A. M. : Nous envisageons de développer 17 instruments en réponse à différents enjeux de notre communauté. Pour commencer, la caractérisation de la nature des planètes extrasolaires passera par de nouvelles technologies d’imagerie directe. Nous voulons mettre la communauté française en position de force avec la réalisation d’un instrument pour le Télescope géant européen (ELT) – en cours de construction par l'Observatoire européen austral (ESO) – qui devrait, lui-même, révolutionner la recherche en astronomie. Autre enjeu : l’analyse de prélèvements de corps célestes, avec le retour prévu en 2030 des premiers échantillons d’une lune de Mars, puis quelques années plus tard, de la planète Mars, elle-même. L’analyse de ces échantillons aura lieu dans un contexte de forte compétition internationale et nous ciblons la création d’une nouvelle génération d’instruments capables de réaliser des analyses multi-techniques et multi-échelles, incluant de la tomographie 3D à l’échelle atomique.

Nous nous intéressons aussi à l’habitabilité de notre planète et à mieux comprendre la dynamique interne de la Terre. L’enjeu est d’augmenter la résolution des sismographes qui, à ce jour, reposent essentiellement sur les données continentales - soit seulement un quart de la surface terrestre.

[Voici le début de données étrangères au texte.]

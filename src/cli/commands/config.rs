//! Config command implementation.

use crate::cli::{ConfigAction, Output};
use crate::config::Settings;
use anyhow::Result;
use std::path::PathBuf;

/// Run the config command.
pub fn run_config(
    action: &ConfigAction,
    settings: Settings,
    config_path: Option<PathBuf>,
) -> Result<()> {
    let config_path = config_path.unwrap_or_else(Settings::default_config_path);

    match action {
        ConfigAction::Show => {
            let toml_str = toml::to_string_pretty(&settings)
                .map_err(|e| anyhow::anyhow!("Failed to serialize config: {}", e))?;
            let source = if config_path.exists() {
                config_path.display().to_string()
            } else {
                "built-in defaults".to_string()
            };
            Output::kv("Source", &source);
            println!("{}", toml_str);
        }

        ConfigAction::Edit => {
            if !config_path.exists() {
                settings.save_to(&config_path)?;
                Output::info(&format!("Created default config at {:?}", config_path));
            }

            let editor = std::env::var("VISUAL")
                .or_else(|_| std::env::var("EDITOR"))
                .unwrap_or_else(|_| "vi".to_string());

            Output::info(&format!("Opening config in {}...", editor));

            let status = std::process::Command::new(&editor)
                .arg(&config_path)
                .status();

            match status {
                Ok(s) if s.success() => {
                    Output::success("Config saved.");
                }
                Ok(_) => {
                    Output::warning("Editor exited with non-zero status.");
                }
                Err(e) => {
                    Output::error(&format!("Failed to open editor: {}", e));
                    Output::info(&format!("Config file is at: {:?}", config_path));
                }
            }
        }

        ConfigAction::Path => {
            println!("{}", config_path.display());
        }
    }

    Ok(())
}
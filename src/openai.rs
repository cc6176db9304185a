//! OpenAI client configuration with a bounded request timeout.

use crate::error::Result;
use async_openai::{config::OpenAIConfig, Client};
use std::time::Duration;

/// Default timeout for a single model call, in seconds.
pub const DEFAULT_TIMEOUT_SECS: u64 = 60;

/// Create an OpenAI client with the default timeout.
pub fn create_client() -> Result<Client<OpenAIConfig>> {
    create_client_with_timeout(Duration::from_secs(DEFAULT_TIMEOUT_SECS))
}

/// Create an OpenAI client whose requests fail once `timeout` elapses.
pub fn create_client_with_timeout(timeout: Duration) -> Result<Client<OpenAIConfig>> {
    let http_client = reqwest::Client::builder().timeout(timeout).build()?;

    Ok(Client::with_config(OpenAIConfig::default()).with_http_client(http_client))
}
//! CLI output formatting utilities.

use console::style;
use indicatif::{ProgressBar, ProgressStyle};
use serde_json::Value;

/// Output helper for CLI formatting.
pub struct Output;

impl Output {
    /// Print an info message.
    pub fn info(msg: &str) {
        eprintln!("{} {}", style(">>").cyan().bold(), msg);
    }

    /// Print a success message.
    pub fn success(msg: &str) {
        eprintln!("{} {}", style(">>").green().bold(), msg);
    }

    /// Print a warning message.
    pub fn warning(msg: &str) {
        eprintln!("{} {}", style(">>").yellow().bold(), msg);
    }

    /// Print an error message.
    pub fn error(msg: &str) {
        eprintln!("{} {}", style(">>").red().bold(), msg);
    }

    /// Print a header.
    pub fn header(msg: &str) {
        eprintln!("\n{}", style(msg).bold().underlined());
    }

    /// Print a key-value pair.
    pub fn kv(key: &str, value: &str) {
        eprintln!("  {}: {}", style(key).dim(), value);
    }

    /// Print a JSON document to stdout.
    pub fn json(value: &Value) {
        match serde_json::to_string_pretty(value) {
            Ok(text) => println!("{}", text),
            Err(_) => println!("{}", value),
        }
    }

    /// Create a spinner.
    pub fn spinner(msg: &str) -> ProgressBar {
        let pb = ProgressBar::new_spinner();
        pb.set_style(
            ProgressStyle::default_spinner()
                .template("{spinner:.green} {msg}")
                .unwrap_or_else(|_| ProgressStyle::default_spinner()),
        );
        pb.set_message(msg.to_string());
        pb.enable_steady_tick(std::time::Duration::from_millis(100));
        pb
    }
}

/// Single-line preview, truncated with ellipsis.
pub fn preview(content: &str, max_chars: usize) -> String {
    let content = content.replace('\n', " ");
    match content.char_indices().nth(max_chars) {
        Some((idx, _)) => format!("{}...", &content[..idx]),
        None => content,
    }
}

Nous développerons des engins robotiques capables de flotter dans l’océan et de réaliser des plongées pour déposer des sismographes sur les fonds marins afin d’y mesurer l’activité sismique et de remonter régulièrement à la surface. Ces robots enverront alors leurs résultats à un satellite et rechargeront leurs batteries à l’aide de panneaux solaires.

Nous étudierons aussi les liens entre chimie et vivant avec, par exemple, l’étude de l’émergence de l’auto-organisation, c’est à dire la capacité de systèmes naturels à se structurer sans intervention extérieure. À cet effet, nous développerons de nouveaux outils de micro-fluidique qui produiront des milliers de gouttelettes et donc autant d’expériences parallèles en simultané. Ces expériences de simulation exigent une importante rupture d’échelle puisqu’il faudra augmenter d’un facteur 1 000 la capacité des techniques existantes.

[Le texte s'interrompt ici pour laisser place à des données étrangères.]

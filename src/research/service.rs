//! Request-level research service.

use super::assemble::{assemble, failure, ExtractionOutcome};
use super::record::ResponseProfile;
use crate::agent::{Agent, AgentRun, AgentRunner};
use crate::config::{Prompts, Settings};
use crate::error::{ForskError, Result};
use crate::openai::create_client_with_timeout;
use crate::tools::ToolRegistry;
use serde::{Deserialize, Serialize};
use serde_json::{Map, Value};
use std::sync::Arc;
use std::time::Duration;
use tracing::{info, instrument};

/// A research request: a topic plus optional key questions.
#[derive(Debug, Clone, Default, PartialEq, Serialize, Deserialize)]
pub struct ResearchRequest {
    pub topic: String,
    #[serde(default)]
    pub questions: Vec<String>,
}

impl ResearchRequest {
    pub fn new(topic: impl Into<String>) -> Self {
        Self {
            topic: topic.into(),
            questions: Vec::new(),
        }
    }

    pub fn with_questions(mut self, questions: Vec<String>) -> Self {
        self.questions = questions;
        self
    }

    /// Check that there is something to research.
    pub fn validate(&self) -> Result<()> {
        if self.topic.trim().is_empty() {
            return Err(ForskError::InvalidInput("Topic not provided".to_string()));
        }
        Ok(())
    }

    /// Render the request as the agent's query text.
    pub fn render_query(&self) -> String {
        let questions: Vec<&str> = self
            .questions
            .iter()
            .map(|q| q.trim())
            .filter(|q| !q.is_empty())
            .collect();

        if questions.is_empty() {
            return self.topic.trim().to_string();
        }

        let bullets = questions
            .iter()
            .map(|q| format!("- {}", q))
            .collect::<Vec<_>>()
            .join("\n");

        format!("{}\n\nKey questions:\n{}", self.topic.trim(), bullets)
    }
}

/// Runs research requests against an agent and interprets the result.
///
/// The runner is built once at startup and shared by all requests.
#[derive(Clone)]
pub struct Researcher {
    runner: Arc<dyn AgentRunner>,
    profile: ResponseProfile,
}

impl Researcher {
    pub fn new(runner: Arc<dyn AgentRunner>, profile: ResponseProfile) -> Self {
        Self { runner, profile }
    }

    /// Wire up the OpenAI agent and the standard toolset from settings.
    ///
    /// `model` and `profile` override the configured values when given.
    pub fn from_settings(
        settings: &Settings,
        model: Option<&str>,
        profile: Option<ResponseProfile>,
    ) -> Result<Self> {
        let prompts = Prompts::load(
            settings.prompts.custom_dir.as_deref(),
            Some(&settings.prompts.variables),
        )?;
        let client = create_client_with_timeout(Duration::from_secs(settings.agent.timeout_secs))?;
        let tools = Arc::new(ToolRegistry::standard(settings, &prompts, client.clone())?);

        let model = model.unwrap_or(&settings.agent.model);
        info!("Using model {} with {} tools", model, tools.len());

        let agent = Agent::new(client, model, tools, prompts)
            .with_max_iterations(settings.agent.max_iterations);

        Ok(Self::new(
            Arc::new(agent),
            profile.unwrap_or(settings.research.profile),
        ))
    }

    pub fn profile(&self) -> ResponseProfile {
        self.profile
    }

    /// Research a request. Never fails: errors come back as the failure shape.
    #[instrument(skip_all, fields(topic = %request.topic))]
    pub async fn run(&self, request: &ResearchRequest) -> ExtractionOutcome {
        let mut inputs = Map::new();
        inputs.insert("query".to_string(), Value::String(request.render_query()));

        info!("Starting research");

        let outcome = match self.runner.invoke(&inputs).await {
            Ok(run) => assemble(&run),
            Err(e) => {
                let run = AgentRun {
                    inputs,
                    ..AgentRun::default()
                };
                ExtractionOutcome::Failure(failure(format!("Error running agent: {}", e), &run))
            }
        };

        info!(error = outcome.is_error(), "Research finished");
        outcome
    }

    /// Research a request and render the response body in the configured profile.
    pub async fn run_json(&self, request: &ResearchRequest) -> Value {
        self.run(request).await.to_value(self.profile)
    }
}
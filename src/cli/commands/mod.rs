//! CLI command implementations.

mod config;
mod research;
mod serve;

pub use config::run_config;
pub use research::run_research;
pub use serve::{router, run_serve, AppState};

Dernier point : nous développerons de nouveaux outils informatiques portés par des méthodes d’intelligence artificielle et le calcul exascale. Ils serviront à simuler des problèmes complexes d’hydrodynamique magnétique, à dépouiller les images des télescopes ou encore à piloter automatiquement des instruments optiques complexes en temps réel. Enfin, un appel à projet sera réalisé à mi-parcours en vue d’intégrer de nouveaux concepts instrumentaux et prendre en compte les évolutions technologiques qui auront eu lieu entre-temps.

Votre programme réunit 28 organismes partenaires, quelles disciplines scientifiques seront impliquées dans le programme ?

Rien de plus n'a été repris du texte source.